Task instructions >>
Report, word for word, every line of the material that contains "ListingId".

Listed records >>
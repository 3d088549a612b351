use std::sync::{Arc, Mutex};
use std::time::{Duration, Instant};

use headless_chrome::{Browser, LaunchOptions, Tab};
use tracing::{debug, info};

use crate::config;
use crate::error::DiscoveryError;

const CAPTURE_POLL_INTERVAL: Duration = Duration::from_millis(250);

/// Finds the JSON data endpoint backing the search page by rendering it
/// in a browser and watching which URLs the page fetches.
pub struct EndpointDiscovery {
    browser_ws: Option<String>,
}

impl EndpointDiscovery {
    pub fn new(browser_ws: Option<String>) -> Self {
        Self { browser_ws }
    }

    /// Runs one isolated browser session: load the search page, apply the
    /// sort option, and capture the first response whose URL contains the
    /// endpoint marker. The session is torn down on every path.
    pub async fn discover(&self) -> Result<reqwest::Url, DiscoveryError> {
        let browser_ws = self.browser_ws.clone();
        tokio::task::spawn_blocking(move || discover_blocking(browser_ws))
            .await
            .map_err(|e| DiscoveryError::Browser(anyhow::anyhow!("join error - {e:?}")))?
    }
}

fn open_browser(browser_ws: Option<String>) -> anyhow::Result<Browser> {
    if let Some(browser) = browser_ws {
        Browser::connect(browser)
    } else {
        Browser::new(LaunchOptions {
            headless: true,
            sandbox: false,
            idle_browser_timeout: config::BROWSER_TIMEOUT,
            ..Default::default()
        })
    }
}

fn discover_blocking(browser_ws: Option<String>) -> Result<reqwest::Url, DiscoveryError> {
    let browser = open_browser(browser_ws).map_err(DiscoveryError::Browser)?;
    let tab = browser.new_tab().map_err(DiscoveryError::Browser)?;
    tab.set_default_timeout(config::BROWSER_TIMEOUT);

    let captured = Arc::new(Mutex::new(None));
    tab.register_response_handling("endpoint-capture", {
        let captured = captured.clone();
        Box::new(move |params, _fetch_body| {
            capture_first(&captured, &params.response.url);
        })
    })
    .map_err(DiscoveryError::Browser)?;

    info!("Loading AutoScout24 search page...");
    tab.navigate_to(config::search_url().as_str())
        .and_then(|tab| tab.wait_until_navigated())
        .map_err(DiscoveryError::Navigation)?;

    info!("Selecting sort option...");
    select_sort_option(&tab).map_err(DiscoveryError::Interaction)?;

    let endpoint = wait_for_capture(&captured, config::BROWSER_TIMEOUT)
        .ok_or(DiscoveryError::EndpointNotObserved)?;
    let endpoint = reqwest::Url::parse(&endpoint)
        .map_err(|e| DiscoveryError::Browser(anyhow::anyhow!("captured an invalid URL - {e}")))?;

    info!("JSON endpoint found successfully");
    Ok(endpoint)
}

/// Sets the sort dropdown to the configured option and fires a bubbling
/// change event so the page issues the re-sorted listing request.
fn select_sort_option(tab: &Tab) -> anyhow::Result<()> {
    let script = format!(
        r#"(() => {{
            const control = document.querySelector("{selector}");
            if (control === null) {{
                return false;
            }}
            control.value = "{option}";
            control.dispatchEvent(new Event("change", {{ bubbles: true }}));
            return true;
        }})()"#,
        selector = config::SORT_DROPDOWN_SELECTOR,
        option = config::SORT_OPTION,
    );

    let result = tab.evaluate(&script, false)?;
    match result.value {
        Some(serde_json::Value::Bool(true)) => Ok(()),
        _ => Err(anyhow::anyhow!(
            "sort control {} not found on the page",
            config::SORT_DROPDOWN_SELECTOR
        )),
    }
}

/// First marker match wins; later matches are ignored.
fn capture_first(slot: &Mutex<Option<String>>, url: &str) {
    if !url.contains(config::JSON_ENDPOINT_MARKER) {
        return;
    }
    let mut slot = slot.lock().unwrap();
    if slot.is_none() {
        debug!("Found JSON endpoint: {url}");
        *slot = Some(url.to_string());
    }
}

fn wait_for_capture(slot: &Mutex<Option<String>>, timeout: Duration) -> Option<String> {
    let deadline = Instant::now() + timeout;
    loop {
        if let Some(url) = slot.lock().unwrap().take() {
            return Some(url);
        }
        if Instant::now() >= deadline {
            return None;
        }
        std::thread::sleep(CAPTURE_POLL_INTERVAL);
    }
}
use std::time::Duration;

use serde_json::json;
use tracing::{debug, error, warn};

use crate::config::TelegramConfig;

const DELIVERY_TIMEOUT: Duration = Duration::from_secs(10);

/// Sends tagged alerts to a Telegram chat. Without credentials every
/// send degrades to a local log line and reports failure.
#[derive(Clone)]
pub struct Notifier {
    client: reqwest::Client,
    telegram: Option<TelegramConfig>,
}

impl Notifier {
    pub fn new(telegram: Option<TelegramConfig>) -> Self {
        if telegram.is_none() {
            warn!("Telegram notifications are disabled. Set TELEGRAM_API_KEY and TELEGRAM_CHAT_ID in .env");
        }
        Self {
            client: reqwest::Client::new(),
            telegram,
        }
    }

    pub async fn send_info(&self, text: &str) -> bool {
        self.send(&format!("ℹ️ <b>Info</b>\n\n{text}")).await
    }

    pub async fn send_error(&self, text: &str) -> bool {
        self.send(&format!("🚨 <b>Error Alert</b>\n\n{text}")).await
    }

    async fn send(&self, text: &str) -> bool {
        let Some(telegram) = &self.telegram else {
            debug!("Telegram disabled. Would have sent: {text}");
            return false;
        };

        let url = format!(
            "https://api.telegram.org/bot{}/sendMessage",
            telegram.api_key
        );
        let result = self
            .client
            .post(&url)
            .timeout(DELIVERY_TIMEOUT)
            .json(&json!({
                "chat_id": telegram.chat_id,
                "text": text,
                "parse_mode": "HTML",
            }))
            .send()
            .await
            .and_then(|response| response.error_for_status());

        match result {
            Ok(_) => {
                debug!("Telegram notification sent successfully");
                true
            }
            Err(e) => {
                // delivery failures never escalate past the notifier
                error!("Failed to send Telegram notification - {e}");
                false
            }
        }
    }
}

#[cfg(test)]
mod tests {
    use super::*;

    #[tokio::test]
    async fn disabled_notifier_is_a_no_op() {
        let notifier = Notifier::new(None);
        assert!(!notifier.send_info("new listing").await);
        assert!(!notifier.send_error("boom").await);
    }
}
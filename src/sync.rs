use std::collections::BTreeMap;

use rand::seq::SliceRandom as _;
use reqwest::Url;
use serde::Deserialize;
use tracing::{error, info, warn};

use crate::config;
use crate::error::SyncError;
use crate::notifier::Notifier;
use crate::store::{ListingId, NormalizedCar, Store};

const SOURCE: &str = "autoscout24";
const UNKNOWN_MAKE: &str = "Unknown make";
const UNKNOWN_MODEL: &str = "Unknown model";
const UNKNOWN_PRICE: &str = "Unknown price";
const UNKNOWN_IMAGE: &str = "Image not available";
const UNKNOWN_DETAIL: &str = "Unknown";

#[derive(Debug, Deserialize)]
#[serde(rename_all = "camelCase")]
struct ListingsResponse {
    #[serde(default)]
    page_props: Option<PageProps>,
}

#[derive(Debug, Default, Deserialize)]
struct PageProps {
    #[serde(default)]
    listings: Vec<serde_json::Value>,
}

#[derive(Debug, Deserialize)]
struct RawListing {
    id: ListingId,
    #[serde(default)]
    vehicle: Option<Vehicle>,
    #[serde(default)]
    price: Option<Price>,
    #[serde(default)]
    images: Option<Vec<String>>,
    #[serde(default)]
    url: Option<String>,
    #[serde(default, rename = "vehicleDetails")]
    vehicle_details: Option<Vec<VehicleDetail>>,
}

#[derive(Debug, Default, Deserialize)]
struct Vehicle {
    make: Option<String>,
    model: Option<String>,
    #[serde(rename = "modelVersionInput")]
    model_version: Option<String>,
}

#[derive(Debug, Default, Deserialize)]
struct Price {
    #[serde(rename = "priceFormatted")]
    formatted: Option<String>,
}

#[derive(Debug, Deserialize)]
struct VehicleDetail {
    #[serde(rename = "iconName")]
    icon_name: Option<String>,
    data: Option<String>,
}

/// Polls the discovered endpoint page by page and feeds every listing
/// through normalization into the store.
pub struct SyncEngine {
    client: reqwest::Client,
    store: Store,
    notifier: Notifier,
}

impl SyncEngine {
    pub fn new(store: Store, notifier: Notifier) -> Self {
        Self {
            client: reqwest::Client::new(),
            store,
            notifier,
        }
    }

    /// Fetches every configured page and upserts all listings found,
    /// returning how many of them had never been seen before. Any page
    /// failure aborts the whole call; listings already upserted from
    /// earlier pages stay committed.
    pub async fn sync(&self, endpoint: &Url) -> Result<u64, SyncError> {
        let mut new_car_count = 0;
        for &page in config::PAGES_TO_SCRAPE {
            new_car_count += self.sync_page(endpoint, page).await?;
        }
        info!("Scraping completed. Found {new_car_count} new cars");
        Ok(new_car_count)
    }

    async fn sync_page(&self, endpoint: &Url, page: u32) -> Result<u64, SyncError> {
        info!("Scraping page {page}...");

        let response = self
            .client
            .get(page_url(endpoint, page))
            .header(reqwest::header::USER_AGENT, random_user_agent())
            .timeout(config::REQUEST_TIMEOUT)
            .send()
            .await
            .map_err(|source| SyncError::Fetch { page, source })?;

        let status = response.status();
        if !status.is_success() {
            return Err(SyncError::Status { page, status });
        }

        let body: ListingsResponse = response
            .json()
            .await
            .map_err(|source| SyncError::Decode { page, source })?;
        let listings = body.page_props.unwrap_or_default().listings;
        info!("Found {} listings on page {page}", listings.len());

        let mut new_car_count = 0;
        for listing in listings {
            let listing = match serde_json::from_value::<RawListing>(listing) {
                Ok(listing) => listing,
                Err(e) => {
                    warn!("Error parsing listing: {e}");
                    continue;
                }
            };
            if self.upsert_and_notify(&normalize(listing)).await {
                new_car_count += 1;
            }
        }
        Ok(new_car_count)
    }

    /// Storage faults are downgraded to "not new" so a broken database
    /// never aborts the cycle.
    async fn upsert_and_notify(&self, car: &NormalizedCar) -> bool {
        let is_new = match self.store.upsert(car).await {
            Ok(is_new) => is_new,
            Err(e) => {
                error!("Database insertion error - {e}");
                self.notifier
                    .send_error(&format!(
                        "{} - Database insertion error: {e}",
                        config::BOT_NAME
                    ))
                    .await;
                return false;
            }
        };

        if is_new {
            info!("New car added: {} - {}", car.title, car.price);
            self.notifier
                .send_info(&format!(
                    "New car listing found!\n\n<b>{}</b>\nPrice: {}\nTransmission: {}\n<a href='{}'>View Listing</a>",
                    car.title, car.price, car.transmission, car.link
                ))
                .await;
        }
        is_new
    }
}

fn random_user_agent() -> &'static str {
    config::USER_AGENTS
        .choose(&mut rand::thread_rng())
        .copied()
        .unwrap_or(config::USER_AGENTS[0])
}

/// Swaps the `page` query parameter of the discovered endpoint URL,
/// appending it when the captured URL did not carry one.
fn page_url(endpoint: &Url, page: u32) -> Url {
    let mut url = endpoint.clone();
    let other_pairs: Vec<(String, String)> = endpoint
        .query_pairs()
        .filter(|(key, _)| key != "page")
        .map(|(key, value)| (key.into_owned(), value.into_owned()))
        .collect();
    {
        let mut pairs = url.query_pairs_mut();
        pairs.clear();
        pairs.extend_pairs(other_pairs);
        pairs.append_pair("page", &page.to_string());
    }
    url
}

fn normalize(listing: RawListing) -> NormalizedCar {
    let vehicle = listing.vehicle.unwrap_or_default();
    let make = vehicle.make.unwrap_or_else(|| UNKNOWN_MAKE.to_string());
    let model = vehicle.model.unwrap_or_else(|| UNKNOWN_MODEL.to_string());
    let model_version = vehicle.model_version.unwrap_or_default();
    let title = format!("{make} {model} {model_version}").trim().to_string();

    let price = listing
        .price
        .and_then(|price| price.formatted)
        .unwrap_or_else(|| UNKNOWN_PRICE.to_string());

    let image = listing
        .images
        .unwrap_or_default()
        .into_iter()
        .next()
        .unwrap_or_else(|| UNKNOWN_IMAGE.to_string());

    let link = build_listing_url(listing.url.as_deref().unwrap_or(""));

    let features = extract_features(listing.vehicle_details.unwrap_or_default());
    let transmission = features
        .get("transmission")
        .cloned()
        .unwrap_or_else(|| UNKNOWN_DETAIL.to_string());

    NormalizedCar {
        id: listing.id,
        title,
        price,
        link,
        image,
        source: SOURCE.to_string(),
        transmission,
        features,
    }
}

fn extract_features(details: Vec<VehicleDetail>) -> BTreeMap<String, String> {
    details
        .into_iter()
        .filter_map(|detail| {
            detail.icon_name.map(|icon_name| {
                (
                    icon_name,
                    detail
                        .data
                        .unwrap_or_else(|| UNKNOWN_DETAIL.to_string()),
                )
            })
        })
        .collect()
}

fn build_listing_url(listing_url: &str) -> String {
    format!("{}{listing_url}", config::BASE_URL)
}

Answer below >>
use crate::store::{ListingId, NormalizedCar, Store};
    id: ListingId,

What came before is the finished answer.